Medical Record in Medical Malpractice

Importance of the Medical Record in Medical Malpractice The medical record is the patient’s other self. Patient charts document the quality of patient care. Since memories fade, medical records constitute extremely important evidence in a lawsuit

 

 

Importance of the Medical Record in Medical Malpractice

 

The medical record is the patient’s other self. Patient charts document the quality of patient care. Since memories fade, medical records constitute extremely important evidence in a lawsuit.

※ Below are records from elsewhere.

use std::sync::Mutex;

use async_trait::async_trait;
use uuid::Uuid;

use crate::application::pagination::PageRequest;
use crate::application::ports::bank_repository::{
    BankRepository, Movement, MovementOutcome, TransferOutcome, TransferRequest,
};
use crate::domain::bank::account::{Account, AccountKind, Transaction, TransactionKind};

#[derive(Default)]
pub struct MemBank {
    accounts: Mutex<Vec<Account>>,
    txs: Mutex<Vec<Transaction>>,
}

impl MemBank {
    fn record(
        &self,
        account: &Account,
        kind: TransactionKind,
        amount: i64,
        reference: &str,
        counterparty: Option<Uuid>,
        note: Option<&str>,
    ) -> Transaction {
        let tx = Transaction {
            id: Uuid::new_v4(),
            account_id: account.id,
            kind,
            amount,
            balance_after: account.balance,
            counterparty_account_id: counterparty,
            reference: reference.to_string(),
            note: note.map(str::to_string),
            created_at: chrono::Utc::now(),
        };
        self.txs.lock().unwrap().push(tx.clone());
        tx
    }
}

#[async_trait]
impl BankRepository for MemBank {
    async fn create_account(
        &self,
        owner_id: Uuid,
        account_number: &str,
        kind: AccountKind,
        currency: &str,
    ) -> anyhow::Result<Account> {
        let acc = Account {
            id: Uuid::new_v4(),
            owner_id,
            account_number: account_number.to_string(),
            kind,
            currency: currency.to_string(),
            balance: 0,
            created_at: chrono::Utc::now(),
        };
        self.accounts.lock().unwrap().push(acc.clone());
        Ok(acc)
    }

    async fn list_accounts(&self, owner_id: Uuid) -> anyhow::Result<Vec<Account>> {
        Ok(self
            .accounts
            .lock()
            .unwrap()
            .iter()
            .filter(|a| a.owner_id == owner_id)
            .cloned()
            .collect())
    }

    async fn get_account(&self, id: Uuid) -> anyhow::Result<Option<Account>> {
        Ok(self.accounts.lock().unwrap().iter().find(|a| a.id == id).cloned())
    }

    async fn find_by_number(&self, n: &str) -> anyhow::Result<Option<Account>> {
        Ok(self
            .accounts
            .lock()
            .unwrap()
            .iter()
            .find(|a| a.account_number == n)
            .cloned())
    }

    async fn apply_movement(&self, m: Movement<'_>) -> anyhow::Result<MovementOutcome> {
        let mut accounts = self.accounts.lock().unwrap();
        let acc = accounts.iter_mut().find(|a| a.id == m.account_id).unwrap();
        match m.kind {
            TransactionKind::Withdrawal if acc.balance < m.amount => {
                return Ok(MovementOutcome::InsufficientFunds);
            }
            TransactionKind::Withdrawal => acc.balance -= m.amount,
            _ => acc.balance += m.amount,
        }
        let snapshot = acc.clone();
        drop(accounts);
        Ok(MovementOutcome::Applied(self.record(
            &snapshot,
            m.kind,
            m.amount,
            m.reference,
            None,
            m.note,
        )))
    }

    async fn transfer(&self, r: TransferRequest<'_>) -> anyhow::Result<TransferOutcome> {
        let mut accounts = self.accounts.lock().unwrap();
        let from_balance = accounts
            .iter()
            .find(|a| a.id == r.from_account_id)
            .unwrap()
            .balance;
        if from_balance < r.amount {
            return Ok(TransferOutcome::InsufficientFunds);
        }
        for a in accounts.iter_mut() {
            if a.id == r.from_account_id {
                a.balance -= r.amount;
            } else if a.id == r.to_account_id {
                a.balance += r.amount;
            }
        }
        let from = accounts.iter().find(|a| a.id == r.from_account_id).cloned().unwrap();
        let to = accounts.iter().find(|a| a.id == r.to_account_id).cloned().unwrap();
        drop(accounts);
        let debit = self.record(
            &from,
            TransactionKind::TransferOut,
            r.amount,
            r.debit_reference,
            Some(to.id),
            r.note,
        );
        let credit = self.record(
            &to,
            TransactionKind::TransferIn,
            r.amount,
            r.credit_reference,
            Some(from.id),
            r.note,
        );
        Ok(TransferOutcome::Completed { debit, credit })
    }

    async fn list_transactions(
        &self,
        account_id: Uuid,
        _page: PageRequest,
    ) -> anyhow::Result<(Vec<Transaction>, i64)> {
        let items: Vec<Transaction> = self
            .txs
            .lock()
            .unwrap()
            .iter()
            .rev()
            .filter(|t| t.account_id == account_id)
            .cloned()
            .collect();
        let total = items.len() as i64;
        Ok((items, total))
    }
}
use async_trait::async_trait;
use chrono::NaiveDate;
use uuid::Uuid;

use crate::application::pagination::PageRequest;
use crate::domain::todo::task::{TodoPriority, TodoTask};

#[derive(Debug, Clone)]
pub struct NewTodo {
    pub owner_id: Uuid,
    pub title: String,
    pub description: Option<String>,
    pub priority: TodoPriority,
    pub due_date: Option<NaiveDate>,
}

#[derive(Debug, Clone, Default)]
pub struct TodoPatch {
    pub title: Option<String>,
    pub description: Option<Option<String>>,
    pub priority: Option<TodoPriority>,
    pub due_date: Option<Option<NaiveDate>>,
    pub completed: Option<(bool, Option<chrono::DateTime<chrono::Utc>>)>,
}

#[async_trait]
pub trait TodoRepository: Send + Sync {
    async fn create(&self, todo: &NewTodo) -> anyhow::Result<TodoTask>;
    /// Only returns tasks owned by `owner_id`.
    async fn get(&self, id: Uuid, owner_id: Uuid) -> anyhow::Result<Option<TodoTask>>;
    async fn list(
        &self,
        owner_id: Uuid,
        completed: Option<bool>,
        page: PageRequest,
    ) -> anyhow::Result<(Vec<TodoTask>, i64)>;
    async fn update(
        &self,
        id: Uuid,
        owner_id: Uuid,
        patch: &TodoPatch,
    ) -> anyhow::Result<Option<TodoTask>>;
    async fn delete(&self, id: Uuid, owner_id: Uuid) -> anyhow::Result<bool>;
}
//! HTTP surface: upload, enqueue, status, result retrieval, metrics.
//!
//! The server is the synchronous half of the service. It persists uploads,
//! hands jobs to the queue, and reads document state back out; all
//! inference happens in workers.

pub mod auth;
mod handlers;
mod routes;

pub use routes::create_router;

use std::net::SocketAddr;
use std::sync::Arc;

use axum::extract::FromRef;
use tracing::info;

use crate::metrics::JobMetrics;
use crate::queue::JobQueue;
use crate::repository::DocumentRepository;
use crate::storage::FileStorage;
use auth::TokenTable;

/// Shared state for all request handlers.
#[derive(Clone)]
pub struct AppState {
    pub repo: Arc<DocumentRepository>,
    pub storage: Arc<FileStorage>,
    pub queue: Arc<dyn JobQueue>,
    pub metrics: Arc<JobMetrics>,
    pub tokens: Arc<TokenTable>,
    /// Prompt used when an enqueue request carries none.
    pub default_prompt: String,
}

impl FromRef<AppState> for Arc<TokenTable> {
    fn from_ref(state: &AppState) -> Self {
        state.tokens.clone()
    }
}

/// Bind and serve until the process is stopped.
pub async fn serve(state: AppState, addr: SocketAddr) -> anyhow::Result<()> {
    let app = create_router(state);
    let listener = tokio::net::TcpListener::bind(addr).await?;
    info!(%addr, "server listening");
    axum::serve(listener, app).await?;
    Ok(())
}
//! Durable job queue with a claim/complete/fail lifecycle.
//!
//! The queue only manages delivery; documents store their own results.
//! Delivery is at-least-once: a claim that is neither completed nor failed
//! expires after a TTL and the job is redelivered, so workers must be
//! idempotent with respect to redelivery.

mod sqlite;

pub use sqlite::SqliteJobQueue;

use async_trait::async_trait;
use thiserror::Error;

/// Errors from queue backends. The orchestrator surfaces these to callers
/// as `QueueUnavailable`; the document stays `uploaded`.
#[derive(Debug, Error)]
pub enum QueueError {
    #[error("queue backend unavailable: {0}")]
    Unavailable(String),

    #[error("database error: {0}")]
    Database(#[from] rusqlite::Error),

    #[error("claim is no longer held (expired or already resolved)")]
    LostClaim,
}

/// A job to enqueue.
#[derive(Debug, Clone)]
pub struct NewJob {
    pub document_id: i64,
    pub file_path: String,
    pub prompt: String,
}

/// A queued unit of work referencing a document.
#[derive(Debug, Clone)]
pub struct Job {
    pub id: i64,
    pub document_id: i64,
    pub file_path: String,
    pub prompt: String,
    /// Delivery attempt count, including the current one.
    pub attempts: u32,
}

/// A claimed job. Must be resolved via `complete` or `fail`; an abandoned
/// claim expires after the queue TTL and the job is redelivered.
#[derive(Debug)]
pub struct JobHandle {
    pub job: Job,
    pub(crate) claim_token: String,
}

/// A durable work queue delivering jobs to workers.
#[async_trait]
pub trait JobQueue: Send + Sync {
    /// Enqueue a job; returns its id.
    async fn enqueue(&self, job: NewJob) -> Result<i64, QueueError>;

    /// Claim the next deliverable job, if any.
    ///
    /// Claiming is atomic: no two workers receive the same job while a
    /// claim is live.
    async fn claim_next(&self) -> Result<Option<JobHandle>, QueueError>;

    /// Resolve a claimed job as processed (including no-op skips).
    async fn complete(&self, handle: JobHandle) -> Result<(), QueueError>;

    /// Resolve a claimed job as failed.
    ///
    /// With `requeue` the job becomes deliverable again immediately;
    /// without it the job is parked as failed (worker-level errors are not
    /// retried automatically).
    async fn fail(&self, handle: JobHandle, error: &str, requeue: bool) -> Result<(), QueueError>;

    /// Number of jobs currently deliverable.
    async fn pending(&self) -> Result<u64, QueueError>;
}
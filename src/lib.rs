//! docsight - document ingestion and asynchronous VLM OCR service.
//!
//! Clients upload a file, a background worker rasterizes it and runs
//! vision-language-model inference against it, and the structured result
//! is retrieved later through the HTTP API.

pub mod cli;
pub mod config;
pub mod error;
pub mod inference;
pub mod metrics;
pub mod models;
pub mod pipeline;
pub mod queue;
pub mod repository;
pub mod server;
pub mod storage;
pub mod worker;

  • The chart serves to trigger a health care provider’s memories of a particular case.
  • A patient’s lawyer uses the medical record to investigate the patient’s allegations and decide whether a complaint has merit.
  • The court usually rely on the chart as the authoritative account of what transpired. Which can be helped or harmed by what is or is not included in your patients’ medical records. Notes by non-physician health professionals are important; should be read with care.

 

Good charts are:

  • Comprehensive
  • Timely
  • Legible
  • Objective
  • Unaltered
  • Internally consistent

 

Good charts include (but are not limited to):

  • Medical evaluations of the patient
  • Consideration of appropriate diagnoses
  • Formulation of treatment plans
  • Evidence of diagnostic testing and their interpretation
  • Notification of test results to the primary physician
  • Documentation of informed consent to procedures and treatments that involve risks

 

Common Medical Record Mistakes:

  • Inadequate: They lack progress notes, consultation reports, justifications for continued hospital stays, reasons for undertaking or modifying treatment, data and judgments that lead to admission decisions, conspicuous notes about patient allergies (notes that known or suspected allergies were investigated), dates and times for all entries or records of telephone conversations (including prescriptions, refills, advice and follow-up plans). Records of phone conversations and telephone messages should be retained.
  • Unsigned or untimely: If transcribed reports are unsigned or uninitiated, uncorrected or obviously unread, juries may react negatively, reasoning that substandard charts reflect substandard care. If a report is delayed, and the patient outcome is unfavorable, that patient’s attorney will argue that the report was slanted to justify the physician’s judgments and actions. Late entries are accepted as long as they are labeled as late entries and the delay is justified by the circumstances. The note should not appear to be self-serving.
  • Illegible or haphazard: Unreadable records may adversely affect care, and they hinder attempts to demonstrate that a reasonable course of treatment was identified and followed. Juries may infer haphazard care from scribbled entries, unintelligible handwriting or non-standard abbreviations. Misplaced decimals and/or uncertain spellings of drugs with names similar to other drugs represent significant hazards.
  • Critical or subjective: The medical record is not the place to criticize colleagues or the institution, to place blame, or to suggest fault is with words like “inadvertently” or “accidentally”. Gratuitous comments or inappropriate patient characterizations should be avoided. Stick to the facts. If you record a patient’s or family member’s opinion of an incident, place their words in quotation marks and attribute the comment to them so it does not appear to be your opinion.
  • Altered or missing: Even innocent deletions, white-outs or obliterations are unaccepted and may be constructed by juries as a “cover up”. Correct errors by putting a single line through erroneous information, and write “error”, the date and your initials above that section.

 

It is worth noting that “chart wars” should not be conducted with colleagues who have differing opinions about the diagnostic or therapeutic aspects of care. Instead, speak with your colleagues, come to a mutually agreeable understanding, and let the chart reflect that understanding.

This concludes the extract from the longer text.